| Source data |
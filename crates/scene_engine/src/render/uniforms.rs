//! Per-draw uniform data and the rotating buffer ring
//!
//! Every draw reads one [`NodeUniforms`] block: the node's model-view
//! matrix, the shared projection matrix, and the node's material
//! properties. Blocks live in a fixed ring of GPU-visible buffers sized
//! by the scene at `prepare_to_draw` time; the [`RingUniformProvider`]
//! rotates through that ring, relying on the frame pacer to guarantee the
//! slot it is about to overwrite is no longer in flight.

use bytemuck::{Pod, Zeroable};

use crate::foundation::math::Mat4;
use crate::render::api::{BufferHandle, RenderDevice, UniformSource};
use crate::render::RenderResult;

/// Lighting/material properties carried by every node
#[derive(Debug, Clone, Copy, PartialEq)]
pub struct MaterialProperties {
    /// Diffuse reflection intensity
    pub diffuse_intensity: f32,
    /// Ambient reflection intensity
    pub ambient_intensity: f32,
    /// Specular reflection intensity
    pub specular_intensity: f32,
    /// Specular exponent
    pub shininess: f32,
}

impl Default for MaterialProperties {
    fn default() -> Self {
        Self {
            diffuse_intensity: 1.0,
            ambient_intensity: 1.0,
            specular_intensity: 1.0,
            shininess: 1.0,
        }
    }
}

/// GPU-visible uniform block written once per node per draw
///
/// `#[repr(C)]` keeps the layout identical to the shader-side struct:
/// two column-major matrices followed by four scalar material terms.
#[repr(C)]
#[derive(Debug, Clone, Copy, Pod, Zeroable)]
pub struct NodeUniforms {
    /// Model-view matrix (column-major)
    pub model_view: [[f32; 4]; 4],
    /// Projection matrix (column-major)
    pub projection: [[f32; 4]; 4],
    /// Diffuse intensity
    pub diffuse_intensity: f32,
    /// Ambient intensity
    pub ambient_intensity: f32,
    /// Specular intensity
    pub specular_intensity: f32,
    /// Specular exponent
    pub shininess: f32,
}

impl NodeUniforms {
    /// Pack matrices and material terms into the wire layout
    pub fn new(projection: &Mat4, model_view: &Mat4, material: &MaterialProperties) -> Self {
        Self {
            model_view: (*model_view).into(),
            projection: (*projection).into(),
            diffuse_intensity: material.diffuse_intensity,
            ambient_intensity: material.ambient_intensity,
            specular_intensity: material.specular_intensity,
            shininess: material.shininess,
        }
    }
}

/// Rotating fixed-size ring of uniform buffers
///
/// Allocates `inflight_count` buffers up front and hands them out in
/// round-robin order, one per draw. The provider itself does no
/// synchronization: the scene's frame pacer guarantees that by the time
/// the cursor wraps, the GPU has signaled completion for the work that
/// referenced the slot. `acquire_buffer` therefore never blocks.
pub struct RingUniformProvider {
    device: Box<dyn RenderDevice + Send>,
    buffers: Vec<BufferHandle>,
    next: usize,
}

impl RingUniformProvider {
    /// Allocate the ring on the given device
    pub fn new<D>(device: D, inflight_count: usize) -> RenderResult<Self>
    where
        D: RenderDevice + Send + 'static,
    {
        let buffers =
            device.create_uniform_buffers(inflight_count, std::mem::size_of::<NodeUniforms>())?;
        log::debug!(
            "Allocated uniform ring: {} buffers of {} bytes",
            buffers.len(),
            std::mem::size_of::<NodeUniforms>()
        );

        Ok(Self {
            device: Box::new(device),
            buffers,
            next: 0,
        })
    }

    /// Number of buffers in the ring
    pub fn inflight_count(&self) -> usize {
        self.buffers.len()
    }
}

impl UniformSource for RingUniformProvider {
    fn acquire_buffer(
        &mut self,
        projection: &Mat4,
        model_view: &Mat4,
        material: &MaterialProperties,
        node_name: &str,
    ) -> RenderResult<BufferHandle> {
        let uniforms = NodeUniforms::new(projection, model_view, material);

        let handle = self.buffers[self.next];
        self.next = (self.next + 1) % self.buffers.len();

        self.device.write_buffer(handle, bytemuck::bytes_of(&uniforms))?;
        log::trace!("Uniform slot {:?} written for node '{}'", handle, node_name);

        Ok(handle)
    }
}
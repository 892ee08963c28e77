//! Scene configuration
//!
//! Viewport and projection parameters plus the frame-pacing multiplier,
//! loadable from TOML for applications that keep display settings in a
//! file. All fields have sensible defaults; `SceneConfig::default()` is a
//! complete working configuration.

use serde::{Deserialize, Serialize};
use std::path::Path;
use thiserror::Error;

/// Errors raised while loading or validating configuration
#[derive(Debug, Error)]
pub enum ConfigError {
    /// The config file could not be read
    #[error("Failed to read config file: {0}")]
    Io(#[from] std::io::Error),

    /// The config file is not valid TOML for this schema
    #[error("Failed to parse config: {0}")]
    Parse(#[from] toml::de::Error),

    /// A field value is outside its legal range
    #[error("Invalid config value: {0}")]
    Invalid(String),
}

/// Scene construction parameters
#[derive(Debug, Clone, Serialize, Deserialize)]
#[serde(default)]
pub struct SceneConfig {
    /// Viewport width in points
    pub width: f32,
    /// Viewport height in points
    pub height: f32,
    /// Fixed vertical field of view in degrees
    pub fov_degrees: f32,
    /// Near clip plane distance
    pub near_plane: f32,
    /// Far clip plane, as a multiple of the derived camera distance
    pub far_plane_factor: f32,
    /// Uniform buffers in flight per drawable (triple-buffering headroom)
    pub inflight_multiplier: usize,
}

impl Default for SceneConfig {
    fn default() -> Self {
        Self {
            width: 800.0,
            height: 600.0,
            fov_degrees: 85.0,
            near_plane: 0.1,
            far_plane_factor: 10.5,
            inflight_multiplier: 3,
        }
    }
}

impl SceneConfig {
    /// Default configuration at an explicit viewport size
    pub fn with_viewport(width: f32, height: f32) -> Self {
        Self {
            width,
            height,
            ..Self::default()
        }
    }

    /// Load configuration from a TOML file
    pub fn load(path: impl AsRef<Path>) -> Result<Self, ConfigError> {
        let contents = std::fs::read_to_string(path)?;
        let config: Self = toml::from_str(&contents)?;
        config.validate()?;
        Ok(config)
    }

    /// Check field ranges
    pub fn validate(&self) -> Result<(), ConfigError> {
        if self.width <= 0.0 || self.height <= 0.0 {
            return Err(ConfigError::Invalid(format!(
                "viewport must be positive, got {}x{}",
                self.width, self.height
            )));
        }
        if !(0.0..180.0).contains(&self.fov_degrees) || self.fov_degrees == 0.0 {
            return Err(ConfigError::Invalid(format!(
                "field of view must be in (0, 180) degrees, got {}",
                self.fov_degrees
            )));
        }
        if self.near_plane <= 0.0 {
            return Err(ConfigError::Invalid(format!(
                "near plane must be positive, got {}",
                self.near_plane
            )));
        }
        if self.inflight_multiplier == 0 {
            return Err(ConfigError::Invalid(
                "inflight_multiplier must be at least 1".to_string(),
            ));
        }
        Ok(())
    }
}

#[cfg(test)]
mod tests {
    use super::*;

    #[test]
    fn test_default_config_is_valid() {
        assert!(SceneConfig::default().validate().is_ok());
    }

    #[test]
    fn test_partial_toml_uses_defaults() {
        let config: SceneConfig = toml::from_str("width = 1920.0\nheight = 1080.0").unwrap();
        assert_eq!(config.width, 1920.0);
        assert_eq!(config.height, 1080.0);
        assert_eq!(config.fov_degrees, 85.0);
        assert_eq!(config.inflight_multiplier, 3);
    }

    #[test]
    fn test_invalid_values_are_rejected() {
        let zero_viewport = SceneConfig {
            width: 0.0,
            ..SceneConfig::default()
        };
        assert!(zero_viewport.validate().is_err());

        let wild_fov = SceneConfig {
            fov_degrees: 200.0,
            ..SceneConfig::default()
        };
        assert!(wild_fov.validate().is_err());

        let no_headroom = SceneConfig {
            inflight_multiplier: 0,
            ..SceneConfig::default()
        };
        assert!(no_headroom.validate().is_err());
    }
}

| Problem to work on |
In the listing above, please print only the lines from the first one to the line where "pub struct MaterialProperties" appears, exactly as written, both of those lines included.

| Solution for this problem |
filename crates/scene_engine/src/render/uniforms.rs
//! Per-draw uniform data and the rotating buffer ring
//!
//! Every draw reads one [`NodeUniforms`] block: the node's model-view
//! matrix, the shared projection matrix, and the node's material
//! properties. Blocks live in a fixed ring of GPU-visible buffers sized
//! by the scene at `prepare_to_draw` time; the [`RingUniformProvider`]
//! rotates through that ring, relying on the frame pacer to guarantee the
//! slot it is about to overwrite is no longer in flight.

use bytemuck::{Pod, Zeroable};

use crate::foundation::math::Mat4;
use crate::render::api::{BufferHandle, RenderDevice, UniformSource};
use crate::render::RenderResult;

/// Lighting/material properties carried by every node
#[derive(Debug, Clone, Copy, PartialEq)]
pub struct MaterialProperties {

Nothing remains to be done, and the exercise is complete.